Task to carry out:
Write out all the data below exactly.

Stored items from a collection
::::::::

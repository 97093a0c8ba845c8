//! Provider value objects
//!
//! A provider is an interchangeable execution backend. Its static metadata
//! (capabilities, cost, budgets) drives eligibility during selection.

use crate::constants::CAPABILITY_ALL;
use serde::{Deserialize, Serialize};
use std::collections::BTreeSet;

/// Where a provider runs
#[derive(Debug, Clone, Copy, PartialEq, Eq, Hash, Serialize, Deserialize, Default)]
#[serde(rename_all = "lowercase")]
pub enum ProviderKind {
    /// Runs on this machine, no marginal cost
    Local,
    /// Hosted API
    #[default]
    Remote,
}

/// Execution backend descriptor
#[derive(Debug, Clone, PartialEq, Serialize, Deserialize)]
pub struct Provider {
    /// Unique provider name
    pub name: String,
    /// Local or remote
    pub kind: ProviderKind,
    /// Whether the provider may be selected
    pub available: bool,
    /// Selection priority, lower is preferred
    pub priority: i32,
    /// Advertised capability tags
    pub capabilities: BTreeSet<String>,
    /// Cost charged per call
    pub cost_per_call: Option<f64>,
    /// Input budget in estimated units
    pub max_input_units: Option<u64>,
    /// Output budget in estimated units
    pub max_output_units: Option<u64>,
    /// Per-provider execution timeout, overrides the gateway default
    pub timeout_ms: Option<u64>,
}

impl Provider {
    /// Create an available provider with no capabilities
    pub fn new(name: impl Into<String>, kind: ProviderKind) -> Self {
        Self {
            name: name.into(),
            kind,
            available: true,
            priority: 0,
            capabilities: BTreeSet::new(),
            cost_per_call: None,
            max_input_units: None,
            max_output_units: None,
            timeout_ms: None,
        }
    }

    /// Create a local provider
    pub fn local(name: impl Into<String>) -> Self {
        Self::new(name, ProviderKind::Local)
    }

    /// Create a remote provider
    pub fn remote(name: impl Into<String>) -> Self {
        Self::new(name, ProviderKind::Remote)
    }

    /// Set the selection priority
    pub fn with_priority(mut self, priority: i32) -> Self {
        self.priority = priority;
        self
    }

    /// Add capability tags
    pub fn with_capabilities<I, S>(mut self, capabilities: I) -> Self
    where
        I: IntoIterator<Item = S>,
        S: Into<String>,
    {
        self.capabilities
            .extend(capabilities.into_iter().map(Into::into));
        self
    }

    /// Set the per-call cost
    pub fn with_cost_per_call(mut self, cost: f64) -> Self {
        self.cost_per_call = Some(cost);
        self
    }

    /// Set the input budget
    pub fn with_max_input_units(mut self, units: u64) -> Self {
        self.max_input_units = Some(units);
        self
    }

    /// Set the output budget
    pub fn with_max_output_units(mut self, units: u64) -> Self {
        self.max_output_units = Some(units);
        self
    }

    /// Set the execution timeout
    pub fn with_timeout_ms(mut self, timeout_ms: u64) -> Self {
        self.timeout_ms = Some(timeout_ms);
        self
    }

    /// Set availability
    pub fn with_available(mut self, available: bool) -> Self {
        self.available = available;
        self
    }

    /// Whether this provider runs locally
    pub fn is_local(&self) -> bool {
        self.kind == ProviderKind::Local
    }

    /// Whether the advertised capabilities satisfy every required tag
    pub fn supports(&self, required: &BTreeSet<String>) -> bool {
        self.capabilities.contains(CAPABILITY_ALL) || required.is_subset(&self.capabilities)
    }

    /// Whether an input of `units` fits the declared budget
    pub fn accepts_input(&self, units: u64) -> bool {
        self.max_input_units.is_none_or(|max| units <= max)
    }
}
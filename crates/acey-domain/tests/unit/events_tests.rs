//! Domain event tests

use acey_domain::events::{DomainEvent, ProviderChange};
use serde_json::json;

#[test]
fn test_events_are_tagged_by_type() {
    let event = DomainEvent::ProviderChanged {
        name: "gpt".to_string(),
        change: ProviderChange::AvailabilityChanged { available: false },
    };
    let value = serde_json::to_value(&event).unwrap();
    assert_eq!(value["type"], json!("provider_changed"));
    assert_eq!(value["name"], json!("gpt"));
    assert_eq!(event.name(), "provider_changed");
}

#[test]
fn test_unit_events_round_trip() {
    let value = serde_json::to_value(DomainEvent::SchedulerPaused).unwrap();
    assert_eq!(value, json!({"type": "scheduler_paused"}));
    let back: DomainEvent = serde_json::from_value(value).unwrap();
    assert_eq!(back, DomainEvent::SchedulerPaused);
}
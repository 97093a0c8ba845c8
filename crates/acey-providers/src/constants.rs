//! Provider Constants
//!
//! Constants specific to backend implementations. Dispatch rules live in
//! `acey_domain::constants`.

// ============================================================================
// HTTP CONSTANTS
// ============================================================================

/// JSON content type header value
pub const CONTENT_TYPE_JSON: &str = "application/json";

/// Client-side timeout for backend HTTP calls when none is configured
pub const DEFAULT_HTTP_TIMEOUT_MS: u64 = 120_000;

// ============================================================================
// OLLAMA CONSTANTS
// ============================================================================

/// Default Ollama server URL
pub const OLLAMA_DEFAULT_URL: &str = "http://localhost:11434";

/// Default Ollama generation model
pub const OLLAMA_DEFAULT_MODEL: &str = "llama3.2";

// ============================================================================
// OPENAI CONSTANTS
// ============================================================================

/// Default OpenAI-compatible API URL
pub const OPENAI_DEFAULT_URL: &str = "https://api.openai.com/v1";

/// Default chat model
pub const OPENAI_DEFAULT_MODEL: &str = "gpt-4o-mini";

/// Environment variable holding the API key when none is configured
pub const OPENAI_DEFAULT_API_KEY_ENV: &str = "OPENAI_API_KEY";

// ============================================================================
// CONFIDENCE CONSTANTS
// ============================================================================

/// Confidence of a completion that ended naturally
pub const CONFIDENCE_COMPLETE: f64 = 0.9;

/// Confidence of a completion cut off by the length limit
pub const CONFIDENCE_TRUNCATED: f64 = 0.6;

/// Confidence when the backend reports no finish reason
pub const CONFIDENCE_UNKNOWN: f64 = 0.5;

/// Confidence of the echo backend
pub const CONFIDENCE_ECHO: f64 = 1.0;
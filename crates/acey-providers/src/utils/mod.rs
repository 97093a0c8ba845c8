//! Shared helpers for backend implementations

pub mod http_response;
pub mod prompt;

pub use http_response::{HttpResponseUtils, failure_kind_for_status};
pub use prompt::{confidence_for_finish_reason, render_prompt};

::::::::

Answer space:
repository 97093a0c8ba845c8
//! Provider value objects
//!
//! A provider is an interchangeable execution backend. Its static metadata
//! (capabilities, cost, budgets) drives eligibility during selection.

use crate::constants::CAPABILITY_ALL;
use serde::{Deserialize, Serialize};
use std::collections::BTreeSet;

/// Where a provider runs
#[derive(Debug, Clone, Copy, PartialEq, Eq, Hash, Serialize, Deserialize, Default)]
#[serde(rename_all = "lowercase")]
pub enum ProviderKind {
    /// Runs on this machine, no marginal cost
    Local,
    /// Hosted API
    #[default]
    Remote,
}

/// Execution backend descriptor
#[derive(Debug, Clone, PartialEq, Serialize, Deserialize)]
pub struct Provider {
    /// Unique provider name
    pub name: String,
    /// Local or remote
    pub kind: ProviderKind,
    /// Whether the provider may be selected
    pub available: bool,
    /// Selection priority, lower is preferred
    pub priority: i32,
    /// Advertised capability tags
    pub capabilities: BTreeSet<String>,
    /// Cost charged per call
    pub cost_per_call: Option<f64>,
    /// Input budget in estimated units
    pub max_input_units: Option<u64>,
    /// Output budget in estimated units
    pub max_output_units: Option<u64>,
    /// Per-provider execution timeout, overrides the gateway default
    pub timeout_ms: Option<u64>,
}

impl Provider {
    /// Create an available provider with no capabilities
    pub fn new(name: impl Into<String>, kind: ProviderKind) -> Self {
        Self {
            name: name.into(),
            kind,
            available: true,
            priority: 0,
            capabilities: BTreeSet::new(),
            cost_per_call: None,
            max_input_units: None,
            max_output_units: None,
            timeout_ms: None,
        }
    }

    /// Create a local provider
    pub fn local(name: impl Into<String>) -> Self {
        Self::new(name, ProviderKind::Local)
    }

    /// Create a remote provider
    pub fn remote(name: impl Into<String>) -> Self {
        Self::new(name, ProviderKind::Remote)
    }

    /// Set the selection priority
    pub fn with_priority(mut self, priority: i32) -> Self {
        self.priority = priority;
        self
    }

    /// Add capability tags
    pub fn with_capabilities<I, S>(mut self, capabilities: I) -> Self
    where
        I: IntoIterator<Item = S>,
        S: Into<String>,
    {
        self.capabilities
            .extend(capabilities.into_iter().map(Into::into));
        self
    }

    /// Set the per-call cost
    pub fn with_cost_per_call(mut self, cost: f64) -> Self {
        self.cost_per_call = Some(cost);
        self
    }

    /// Set the input budget
    pub fn with_max_input_units(mut self, units: u64) -> Self {
        self.max_input_units = Some(units);
        self
    }

    /// Set the output budget
    pub fn with_max_output_units(mut self, units: u64) -> Self {
        self.max_output_units = Some(units);
        self
    }

    /// Set the execution timeout
    pub fn with_timeout_ms(mut self, timeout_ms: u64) -> Self {
        self.timeout_ms = Some(timeout_ms);
        self
    }

    /// Set availability
    pub fn with_available(mut self, available: bool) -> Self {
        self.available = available;
        self
    }

    /// Whether this provider runs locally
    pub fn is_local(&self) -> bool {
        self.kind == ProviderKind::Local
    }

    /// Whether the advertised capabilities satisfy every required tag
    pub fn supports(&self, required: &BTreeSet<String>) -> bool {
        self.capabilities.contains(CAPABILITY_ALL) || required.is_subset(&self.capabilities)
    }

    /// Whether an input of `units` fits the declared budget
    pub fn accepts_input(&self, units: u64) -> bool {
        self.max_input_units.is_none_or(|max| units <= max)
    }
}
filename crates/acey-domain/tests/unit/events_tests.rs
//! Domain event tests

use acey_domain::events::{DomainEvent, ProviderChange};
use serde_json::json;

#[test]
fn test_events_are_tagged_by_type() {
    let event = DomainEvent::ProviderChanged {
        name: "gpt".to_string(),
        change: ProviderChange::AvailabilityChanged { available: false },
    };
    let value = serde_json::to_value(&event).unwrap();
    assert_eq!(value["type"], json!("provider_changed"));
    assert_eq!(value["name"], json!("gpt"));
    assert_eq!(event.name(), "provider_changed");
}

#[test]
fn test_unit_events_round_trip() {
    let value = serde_json::to_value(DomainEvent::SchedulerPaused).unwrap();
    assert_eq!(value, json!({"type": "scheduler_paused"}));
    let back: DomainEvent = serde_json::from_value(value).unwrap();
    assert_eq!(back, DomainEvent::SchedulerPaused);
}
repository 97093a0c8ba845c8
filename crates/acey-providers/src/constants.rs
//! Provider Constants
//!
//! Constants specific to backend implementations. Dispatch rules live in
//! `acey_domain::constants`.

// ============================================================================
// HTTP CONSTANTS
// ============================================================================

/// JSON content type header value
pub const CONTENT_TYPE_JSON: &str = "application/json";

/// Client-side timeout for backend HTTP calls when none is configured
pub const DEFAULT_HTTP_TIMEOUT_MS: u64 = 120_000;

// ============================================================================
// OLLAMA CONSTANTS
// ============================================================================

/// Default Ollama server URL
pub const OLLAMA_DEFAULT_URL: &str = "http://localhost:11434";

/// Default Ollama generation model
pub const OLLAMA_DEFAULT_MODEL: &str = "llama3.2";

// ============================================================================
// OPENAI CONSTANTS
// ============================================================================

/// Default OpenAI-compatible API URL
pub const OPENAI_DEFAULT_URL: &str = "https://api.openai.com/v1";

/// Default chat model
pub const OPENAI_DEFAULT_MODEL: &str = "gpt-4o-mini";

/// Environment variable holding the API key when none is configured
pub const OPENAI_DEFAULT_API_KEY_ENV: &str = "OPENAI_API_KEY";

// ============================================================================
// CONFIDENCE CONSTANTS
// ============================================================================

/// Confidence of a completion that ended naturally
pub const CONFIDENCE_COMPLETE: f64 = 0.9;

/// Confidence of a completion cut off by the length limit
pub const CONFIDENCE_TRUNCATED: f64 = 0.6;

/// Confidence when the backend reports no finish reason
pub const CONFIDENCE_UNKNOWN: f64 = 0.5;

/// Confidence of the echo backend
pub const CONFIDENCE_ECHO: f64 = 1.0;
filename crates/acey-providers/src/utils/mod.rs
repository 97093a0c8ba845c8
//! Shared helpers for backend implementations

pub mod http_response;
pub mod prompt;

pub use http_response::{HttpResponseUtils, failure_kind_for_status};
pub use prompt::{confidence_for_finish_reason, render_prompt};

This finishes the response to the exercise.